Information provided:

····················

//! Trivia proxy library
//!
//! A caching, rate-limit-aware proxy in front of the Open Trivia DB API.
//! The binary in `main.rs` wires these modules into an HTTP server; they are
//! exposed here for integration tests.

pub mod cache;
pub mod cli;
pub mod data;
pub mod pagination;
pub mod query;
pub mod rate_limit;
pub mod retry;
pub mod server;
pub mod sweep;
pub mod transform;
//! Test support utilities shared across unit and integration tests.

use std::collections::{BTreeSet, VecDeque};
use std::env;
use std::ffi::OsString;
use std::sync::{Arc, Mutex, MutexGuard, PoisonError};
use std::thread;
use std::time::Duration;

use crate::command::{CommandError, CommandOutput, CommandRunner};
use crate::image::ImageDescriptor;
use crate::provider::{ImageProvider, ProviderError};

fn lock<T>(mutex: &Mutex<T>) -> MutexGuard<'_, T> {
    mutex.lock().unwrap_or_else(PoisonError::into_inner)
}

/// Scripted command runner that returns pre-seeded outputs in FIFO order.
///
/// Used to drive deterministic command outcomes without spawning processes.
/// Clones share the same script and invocation log.
#[derive(Clone, Debug, Default)]
pub struct ScriptedRunner {
    responses: Arc<Mutex<VecDeque<CommandOutput>>>,
    invocations: Arc<Mutex<Vec<CommandInvocation>>>,
}

/// Records a single invocation made through [`ScriptedRunner`].
#[derive(Clone, Debug, Eq, PartialEq)]
pub struct CommandInvocation {
    /// Program name as passed to the runner.
    pub program: String,
    /// Arguments passed to the program.
    pub args: Vec<OsString>,
}

impl CommandInvocation {
    /// Returns a shell-like command string for assertions.
    #[must_use]
    pub fn command_string(&self) -> String {
        let mut parts = Vec::with_capacity(self.args.len() + 1);
        parts.push(self.program.clone());
        parts.extend(
            self.args
                .iter()
                .map(|arg| arg.to_string_lossy().into_owned()),
        );
        parts.join(" ")
    }
}

impl ScriptedRunner {
    /// Creates a new runner with no queued responses.
    #[must_use]
    pub fn new() -> Self {
        Self::default()
    }

    /// Returns a snapshot of all invocations recorded so far.
    #[must_use]
    pub fn invocations(&self) -> Vec<CommandInvocation> {
        lock(&self.invocations).clone()
    }

    /// Pushes a successful exit status.
    pub fn push_success(&self) {
        self.push_output(Some(0), "", "");
    }

    /// Pushes a failing exit code with stderr text.
    pub fn push_failure(&self, code: i32) {
        self.push_output(Some(code), "", "simulated failure");
    }

    /// Pushes an explicit command output response.
    pub fn push_output(
        &self,
        code: Option<i32>,
        stdout: impl Into<String>,
        stderr: impl Into<String>,
    ) {
        lock(&self.responses).push_back(CommandOutput {
            code,
            stdout: stdout.into(),
            stderr: stderr.into(),
        });
    }
}

impl CommandRunner for ScriptedRunner {
    fn run(&self, program: &str, args: &[OsString]) -> Result<CommandOutput, CommandError> {
        lock(&self.invocations).push(CommandInvocation {
            program: program.to_owned(),
            args: args.to_vec(),
        });
        lock(&self.responses)
            .pop_front()
            .ok_or_else(|| CommandError::Spawn {
                program: program.to_owned(),
                message: String::from("no scripted response available"),
            })
    }
}

/// Provider call recorded by [`FakeProvider`].
#[derive(Clone, Debug, Eq, PartialEq)]
pub enum ProviderCall {
    /// `list_owned_images` was invoked.
    List,
    /// `deregister_image` was invoked with this image id.
    Deregister(String),
    /// `delete_snapshot` was invoked with this snapshot id.
    DeleteSnapshot(String),
}

#[derive(Debug, Default)]
struct FakeState {
    images: Vec<ImageDescriptor>,
    list_failure: Option<ProviderError>,
    failing_images: BTreeSet<String>,
    failing_snapshots: BTreeSet<String>,
    calls: Vec<ProviderCall>,
    in_flight: usize,
    max_in_flight: usize,
}

/// In-memory [`ImageProvider`] with failure injection.
///
/// Clones share state so a test can keep a handle while the cleaner owns
/// another.
#[derive(Clone, Debug, Default)]
pub struct FakeProvider {
    state: Arc<Mutex<FakeState>>,
    call_delay: Duration,
}

impl FakeProvider {
    /// Creates a provider that lists `images`.
    #[must_use]
    pub fn with_images(images: Vec<ImageDescriptor>) -> Self {
        let provider = Self::default();
        lock(&provider.state).images = images;
        provider
    }

    /// Makes every deletion call sleep for `delay`, widening the window in
    /// which workers overlap.
    #[must_use]
    pub const fn with_call_delay(mut self, delay: Duration) -> Self {
        self.call_delay = delay;
        self
    }

    /// Makes `list_owned_images` fail with `error`.
    pub fn fail_listing(&self, error: ProviderError) {
        lock(&self.state).list_failure = Some(error);
    }

    /// Makes deregistration of `image_id` fail.
    pub fn fail_image(&self, image_id: &str) {
        lock(&self.state).failing_images.insert(image_id.to_owned());
    }

    /// Makes deletion of `snapshot_id` fail.
    pub fn fail_snapshot(&self, snapshot_id: &str) {
        lock(&self.state)
            .failing_snapshots
            .insert(snapshot_id.to_owned());
    }

    /// Returns every call recorded so far, in the order they started.
    #[must_use]
    pub fn calls(&self) -> Vec<ProviderCall> {
        lock(&self.state).calls.clone()
    }

    /// Returns the ids passed to `deregister_image`.
    #[must_use]
    pub fn deregistered(&self) -> Vec<String> {
        self.calls()
            .into_iter()
            .filter_map(|call| match call {
                ProviderCall::Deregister(id) => Some(id),
                _ => None,
            })
            .collect()
    }

    /// Returns the ids passed to `delete_snapshot`.
    #[must_use]
    pub fn deleted_snapshots(&self) -> Vec<String> {
        self.calls()
            .into_iter()
            .filter_map(|call| match call {
                ProviderCall::DeleteSnapshot(id) => Some(id),
                _ => None,
            })
            .collect()
    }

    /// Returns the highest number of deletion calls observed in flight at
    /// once.
    #[must_use]
    pub fn max_in_flight(&self) -> usize {
        lock(&self.state).max_in_flight
    }

    fn mutate(&self, call: ProviderCall, failing: bool) -> Result<(), ProviderError> {
        let (action, resource_id) = match &call {
            ProviderCall::Deregister(id) => ("image delete", id.clone()),
            ProviderCall::DeleteSnapshot(id) => ("snapshot delete", id.clone()),
            ProviderCall::List => ("image list", String::new()),
        };
        {
            let mut state = lock(&self.state);
            state.calls.push(call);
            state.in_flight += 1;
            state.max_in_flight = state.max_in_flight.max(state.in_flight);
        }
        if !self.call_delay.is_zero() {
            thread::sleep(self.call_delay);
        }
        lock(&self.state).in_flight -= 1;

        if failing {
            return Err(ProviderError::Rejected {
                action: action.to_owned(),
                resource_id,
                message: String::from("simulated failure"),
            });
        }
        Ok(())
    }
}

impl ImageProvider for FakeProvider {
    fn list_owned_images(&self) -> Result<Vec<ImageDescriptor>, ProviderError> {
        let mut state = lock(&self.state);
        state.calls.push(ProviderCall::List);
        match &state.list_failure {
            Some(err) => Err(err.clone()),
            None => Ok(state.images.clone()),
        }
    }

    fn deregister_image(&self, image_id: &str) -> Result<(), ProviderError> {
        let failing = lock(&self.state).failing_images.contains(image_id);
        self.mutate(ProviderCall::Deregister(image_id.to_owned()), failing)
    }

    fn delete_snapshot(&self, snapshot_id: &str) -> Result<(), ProviderError> {
        let failing = lock(&self.state).failing_snapshots.contains(snapshot_id);
        self.mutate(ProviderCall::DeleteSnapshot(snapshot_id.to_owned()), failing)
    }
}

/// Global mutex used to serialise environment mutation in tests.
pub static ENV_LOCK: Mutex<()> = Mutex::new(());

/// Guard that holds the env mutex and restores variables on drop.
pub struct EnvGuard {
    previous: Vec<(String, Option<OsString>)>,
    _guard: MutexGuard<'static, ()>,
}

impl EnvGuard {
    /// Sets multiple environment variables while holding a global mutex.
    #[must_use]
    pub fn set_vars(pairs: &[(&str, &str)]) -> Self {
        debug_assert!(
            {
                let mut seen = BTreeSet::new();
                pairs.iter().all(|(key, _)| seen.insert(*key))
            },
            "duplicate environment variable keys passed to EnvGuard::set_vars"
        );

        let guard = lock(&ENV_LOCK);
        let mut previous = Vec::with_capacity(pairs.len());
        for (key, value) in pairs {
            let old = env::var_os(key);
            // SAFETY: Environment mutation is serialised by `ENV_LOCK`, preventing races.
            unsafe { env::set_var(key, value) };
            previous.push(((*key).to_owned(), old));
        }

        Self {
            previous,
            _guard: guard,
        }
    }
}

impl Drop for EnvGuard {
    fn drop(&mut self) {
        for (key, old) in &self.previous {
            // SAFETY: Environment mutation is serialised by holding `_guard`.
            unsafe {
                match old {
                    Some(val) => env::set_var(key, val),
                    None => env::remove_var(key),
                }
            }
        }
    }
}

/// Produces one image entry matching `scw instance image list -o json`.
///
/// `root_snapshot` becomes the root volume id and `extra_snapshots` fill
/// the extra volume slots starting at `1`.
#[must_use]
pub fn json_image(
    id: &str,
    name: &str,
    creation_date: &str,
    root_snapshot: Option<&str>,
    extra_snapshots: &[&str],
) -> String {
    let root = root_snapshot.map_or_else(
        || String::from("null"),
        |snapshot| format!("{{\"id\":\"{snapshot}\",\"volume_type\":\"l_ssd\"}}"),
    );
    let extra = extra_snapshots
        .iter()
        .enumerate()
        .map(|(index, snapshot)| {
            format!(
                "\"{}\":{{\"id\":\"{snapshot}\",\"volume_type\":\"l_ssd\"}}",
                index + 1
            )
        })
        .collect::<Vec<_>>()
        .join(",");
    format!(
        "{{\"id\":\"{id}\",\"name\":\"{name}\",\"creation_date\":\"{creation_date}\",\
         \"root_volume\":{root},\"extra_volumes\":{{{extra}}},\"state\":\"available\"}}"
    )
}

/// Wraps image entries in the paginated envelope emitted by `scw`.
#[must_use]
pub fn json_images(images: &[String]) -> String {
    format!(
        "{{\"images\":[{}],\"total_count\":{}}}",
        images.join(","),
        images.len()
    )
}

····················

Exercise:
Looking at the material above, please copy exactly every line from its first line through the line containing "pub fn command_string(&self)", with both ends included and nothing else.

Exercise output:
//! Trivia proxy library
//!
//! A caching, rate-limit-aware proxy in front of the Open Trivia DB API.
//! The binary in `main.rs` wires these modules into an HTTP server; they are
//! exposed here for integration tests.

pub mod cache;
pub mod cli;
pub mod data;
pub mod pagination;
pub mod query;
pub mod rate_limit;
pub mod retry;
pub mod server;
pub mod sweep;
pub mod transform;
//! Test support utilities shared across unit and integration tests.

use std::collections::{BTreeSet, VecDeque};
use std::env;
use std::ffi::OsString;
use std::sync::{Arc, Mutex, MutexGuard, PoisonError};
use std::thread;
use std::time::Duration;

use crate::command::{CommandError, CommandOutput, CommandRunner};
use crate::image::ImageDescriptor;
use crate::provider::{ImageProvider, ProviderError};

fn lock<T>(mutex: &Mutex<T>) -> MutexGuard<'_, T> {
    mutex.lock().unwrap_or_else(PoisonError::into_inner)
}

/// Scripted command runner that returns pre-seeded outputs in FIFO order.
///
/// Used to drive deterministic command outcomes without spawning processes.
/// Clones share the same script and invocation log.
#[derive(Clone, Debug, Default)]
pub struct ScriptedRunner {
    responses: Arc<Mutex<VecDeque<CommandOutput>>>,
    invocations: Arc<Mutex<Vec<CommandInvocation>>>,
}

/// Records a single invocation made through [`ScriptedRunner`].
#[derive(Clone, Debug, Eq, PartialEq)]
pub struct CommandInvocation {
    /// Program name as passed to the runner.
    pub program: String,
    /// Arguments passed to the program.
    pub args: Vec<OsString>,
}

impl CommandInvocation {
    /// Returns a shell-like command string for assertions.
    #[must_use]
    pub fn command_string(&self) -> String {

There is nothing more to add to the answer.